Keywords: robustness, compression, pruning, binarization, lottery-ticket hypothesis
Abstract: Successful adoption of deep learning (DL) in the wild requires models to be: (1) compact, (2) accurate, and (3) robust to distributional shifts. Unfortunately, efforts towards simultaneously meeting these requirements have mostly been unsuccessful. This raises an important question: Is the inability to create Compact, Accurate, and Robust Deep neural networks (CARDs) fundamental? To answer this question, we perform a large-scale analysis of popular model compression techniques which uncovers several intriguing patterns. Notably, in contrast to traditional pruning approaches (e.g., fine tuning and gradual magnitude pruning), we find that ``lottery ticket-style'' approaches can surprisingly be used to produce CARDs, including binary-weight CARDs. Specifically, we are able to create extremely compact CARDs that, compared to their larger counterparts, have similar test accuracy and matching (or better) robustness---simply by pruning and (optionally) quantizing. Leveraging the compactness of CARDs, we develop a simple domain-adaptive test-time ensembling approach (CARD-Decks) that uses a gating module to dynamically select appropriate CARDs from the CARD-Deck based on their spectral-similarity with test samples.
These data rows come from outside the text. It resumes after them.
impl Parser {
    /// `tokens` is expected to end with an `EOF` token, as produced by the scanner.
    pub fn new(mut tokens: Vec<Token>) -> Self {
        if tokens.last().map(|t| t.kind) != Some(Eof) {
            let line = tokens.last().map_or(1, |t| t.line().0);
            tokens.push(Token::new(Eof, "", line));
        }
        Self { tokens, current: 0, errors: Vec::new() }
    }

    pub fn parse(mut self) -> std::result::Result<Vec<Stmt>, LoxErrors> {
        let mut errors = LoxErrors::default();
        let mut stmts = Vec::new();
        while !self.is_at_end() {
            let result = self.declaration();
            errors.append(&mut self.errors);
            match result {
                Ok(stmt) => stmts.push(stmt),
                Err(e) => {
                    log::trace!("Hit error: {:?}, syncing...", e);
                    errors.push(e);
                    self.synchronize();
                }
            }
        }

        if errors.is_empty() {
            Ok(stmts)
        } else {
            Err(errors)
        }
    }

    fn declaration(&mut self) -> Result<Stmt> {
        if self.consume(Var).is_some() {
            self.var_declaration()
        } else {
            self.statement()
        }
    }

    fn var_declaration(&mut self) -> Result<Stmt> {
        let name = self.consume_or_error(Identifier, ParserErrorType::ExpectedVariableName)?;

        let initializer = match self.consume(Equal) {
            Some(_) => Some(self.expression()?),
            None => None,
        };

        self.consume_or_error(Semicolon, ParserErrorType::ExpectedSemicolonAfterVariable)?;

        Ok(Stmt::Var { name, initializer })
    }

    fn statement(&mut self) -> Result<Stmt> {
        if self.consume(Print).is_some() {
            return self.print_statement();
        }

        if self.consume(LeftBrace).is_some() {
            return Ok(Stmt::Block(self.block()?));
        }

        if self.consume(If).is_some() {
            return self.if_statement();
        }

        if self.consume(While).is_some() {
            return self.while_statement();
        }

        if self.consume(For).is_some() {
            return self.for_statement();
        }

        self.expression_statement()
    }

    fn for_statement(&mut self) -> Result<Stmt> {
        self.consume_or_error(LeftParen, ParserErrorType::MissingLeftParenAfter("for"))?;

        let initializer = if self.consume(Semicolon).is_some() {
            None
        } else if self.consume(Var).is_some() {
            Some(self.var_declaration()?)
        } else {
            Some(self.expression_statement()?)
        };

        let condition = if self.check(Semicolon) {
            Expr::Literal(LiteralValue::Boolean(true))
        } else {
            self.expression()?
        };
        self.consume_or_error(Semicolon, ParserErrorType::ExpectedSemicolonAfterCondition)?;

        let increment = if self.check(RightParen) { None } else { Some(self.expression()?) };
        self.consume_or_error(RightParen, ParserErrorType::MissingRightParenAfter("for clauses"))?;

        let body = self.statement()?;

        let while_stmt = Stmt::While {
            condition,
            body: Box::new(Stmt::Block(
                [Some(body), increment.map(Stmt::Expression)].into_iter().flatten().collect(),
            )),
        };

        Ok(Stmt::Block([initializer, Some(while_stmt)].into_iter().flatten().collect()))
    }

    fn while_statement(&mut self) -> Result<Stmt> {
        self.consume_or_error(LeftParen, ParserErrorType::MissingLeftParenAfter("while"))?;
        let condition = self.expression()?;
        self.consume_or_error(RightParen, ParserErrorType::MissingRightParenAfter("condition"))?;

        let body = Box::new(self.statement()?);

        Ok(Stmt::While { condition, body })
    }

    fn if_statement(&mut self) -> Result<Stmt> {
        self.consume_or_error(LeftParen, ParserErrorType::MissingLeftParenAfter("if"))?;
        let condition = self.expression()?;
        self.consume_or_error(RightParen, ParserErrorType::MissingRightParenAfter("if condition"))?;

        let then_branch = Box::new(self.statement()?);

        let else_branch = match self.consume(Else) {
            Some(_) => Some(Box::new(self.statement()?)),
            None => None,
        };

        Ok(Stmt::If { condition, then_branch, else_branch })
    }

    fn block(&mut self) -> Result<Vec<Stmt>> {
        let mut stmts = Vec::new();

        while !self.check(RightBrace) && !self.is_at_end() {
            stmts.push(self.declaration()?);
        }

        self.consume_or_error(RightBrace, ParserErrorType::ExpectedRightBrace)?;
        Ok(stmts)
    }

    fn print_statement(&mut self) -> Result<Stmt> {
        let value = self.expression()?;

        self.consume_or_error(Semicolon, ParserErrorType::ExpectedSemicolonAfterValue)?;

        Ok(Stmt::Print(value))
    }

    fn expression_statement(&mut self) -> Result<Stmt> {
        let value = self.expression()?;

        self.consume_or_error(Semicolon, ParserErrorType::ExpectedSemicolonAfterExpression)?;

        Ok(Stmt::Expression(value))
    }

    fn expression(&mut self) -> Result<Expr> {
        self.assignment()
    }

    fn assignment(&mut self) -> Result<Expr> {
        let expr = self.conditional()?;

        if let Some(equal) = self.consume(Equal) {
            let value = Box::new(self.assignment()?);

            if let Expr::Variable(name) = expr {
                return Ok(Expr::Assign { name, value });
            }

            // Reported, but the parser is still in a sane state.
            self.errors.push(ParserErrorType::InvalidAssignmentTarget.at(&equal));
        }

        Ok(expr)
    }

    fn conditional(&mut self) -> Result<Expr> {
        let expr = self.or()?;

        if let Some(left_operator) = self.consume(Question) {
            let middle = Box::new(self.expression()?);
            let right_operator = self.consume_or_error(Colon, ParserErrorType::ExpectedColon)?;
            let right = Box::new(self.conditional()?);
            return Ok(Expr::Ternary {
                left: Box::new(expr),
                left_operator,
                middle,
                right_operator,
                right,
            });
        }

        Ok(expr)
    }

    fn or(&mut self) -> Result<Expr> {
        let mut expr = self.and()?;

        while let Some(operator) = self.consume(Or) {
            let right = Box::new(self.and()?);
            expr = Expr::Logical { left: Box::new(expr), operator, right };
        }

        Ok(expr)
    }

    fn and(&mut self) -> Result<Expr> {
        let mut expr = self.equality()?;

        while let Some(operator) = self.consume(And) {
            let right = Box::new(self.equality()?);
            expr = Expr::Logical { left: Box::new(expr), operator, right };
        }

        Ok(expr)
    }

    fn equality(&mut self) -> Result<Expr> {
        let mut expr = self.comparison()?;

        while let Some(operator) = self.consume_any(&[BangEqual, EqualEqual]) {
            let right = Box::new(self.comparison()?);
            expr = Expr::Binary { left: Box::new(expr), operator, right }
        }
        Ok(expr)
    }

    fn comparison(&mut self) -> Result<Expr> {
        let mut expr = self.term()?;

        while let Some(operator) = self.consume_any(&[Greater, GreaterEqual, Less, LessEqual]) {
            let right = Box::new(self.term()?);
            expr = Expr::Binary { left: Box::new(expr), operator, right }
        }
        Ok(expr)
    }

    fn term(&mut self) -> Result<Expr> {
        let mut expr = self.factor()?;

        while let Some(operator) = self.consume_any(&[Plus, Minus]) {
            let right = Box::new(self.factor()?);
            expr = Expr::Binary { left: Box::new(expr), operator, right }
        }
        Ok(expr)
    }

    fn factor(&mut self) -> Result<Expr> {
        let mut expr = self.unary()?;

        while let Some(operator) = self.consume_any(&[Star, Slash]) {
            let right = Box::new(self.unary()?);
            expr = Expr::Binary { left: Box::new(expr), operator, right }
        }
        Ok(expr)
    }

    fn unary(&mut self) -> Result<Expr> {
        if let Some(operator) = self.consume_any(&[Minus, Bang]) {
            let right = Box::new(self.unary()?);
            return Ok(Expr::Unary { operator, right });
        }
        self.call()
    }

    fn call(&mut self) -> Result<Expr> {
        let mut expr = self.primary()?;

        while self.consume(LeftParen).is_some() {
            expr = self.finish_call(expr)?;
        }

        Ok(expr)
    }

    fn finish_call(&mut self, callee: Expr) -> Result<Expr> {
        let mut arguments = Vec::new();

        if !self.check(RightParen) {
            loop {
                if arguments.len() >= MAX_ARGUMENTS {
                    let error = ParserErrorType::TooManyArguments.at(self.peek());
                    self.errors.push(error);
                }
                arguments.push(self.expression()?);

                if self.consume(Comma).is_none() {
                    break;
                }
            }
        }

        let paren =
            self.consume_or_error(RightParen, ParserErrorType::MissingRightParenAfter("arguments"))?;

        Ok(Expr::Call { callee: Box::new(callee), paren, arguments })
    }

    fn primary(&mut self) -> Result<Expr> {
        let token = self.peek().clone();
        let expr = match token.kind {
            False => Expr::Literal(LiteralValue::Boolean(false)),
            True => Expr::Literal(LiteralValue::Boolean(true)),
            Nil => Expr::Literal(LiteralValue::Nil),
            Number | Str => match &token.literal {
                Some(Literal::Number(n)) => Expr::Literal(LiteralValue::Number(*n)),
                Some(Literal::Str(s)) => Expr::Literal(LiteralValue::Str(s.clone())),
                None => return Err(ParserErrorType::ExpectedExpression.at(&token)),
            },
            LeftParen => {
                self.advance();
                let expr = self.expression()?;
                self.consume_or_error(RightParen, ParserErrorType::MissingRightParen)?;
                return Ok(Expr::Grouping(Box::new(expr)));
            }
            Identifier => Expr::Variable(token),
            _ => return Err(ParserErrorType::ExpectedExpression.at(&token)),
        };
        self.advance();
        Ok(expr)
    }

    fn consume(&mut self, kind: TokenKind) -> Option<Token> {
        self.check(kind).then(|| self.advance())
    }

    fn consume_any(&mut self, kinds: &[TokenKind]) -> Option<Token> {
        kinds.iter().find_map(|kind| self.consume(*kind))
    }

    fn consume_or_error(&mut self, kind: TokenKind, error_type: ParserErrorType) -> Result<Token> {
        match self.consume(kind) {
            Some(token) => Ok(token),
            None => Err(error_type.at(self.peek())),
        }
    }

    fn synchronize(&mut self) {
        self.advance();

        while !self.is_at_end() {
            if self.previous().kind == Semicolon {
                return;
            }

            match self.peek().kind {
                Class | Fun | Var | For | If | While | Print | Return => return,
                _ => {
                    self.advance();
                }
            }
        }
    }
}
The proposed approach builds a "winning hand'' of CARDs that establishes a new state-of-the-art (on RobustBench) on CIFAR-10-C accuracies (i.e., 96.8% standard and 92.75% robust) and CIFAR-100-C accuracies (80.6% standard and 71.3% robust) with better memory usage than non-compressed baselines (pretrained CARDs and CARD-Decks available at https://github.com/RobustBench/robustbench). Finally, we provide theoretical support for our empirical findings.
Supplementary Material: pdf
Code Of Conduct: I certify that all co-authors of this work have read and commit to adhering to the NeurIPS Statement on Ethics, Fairness, Inclusivity, and Code of Conduct.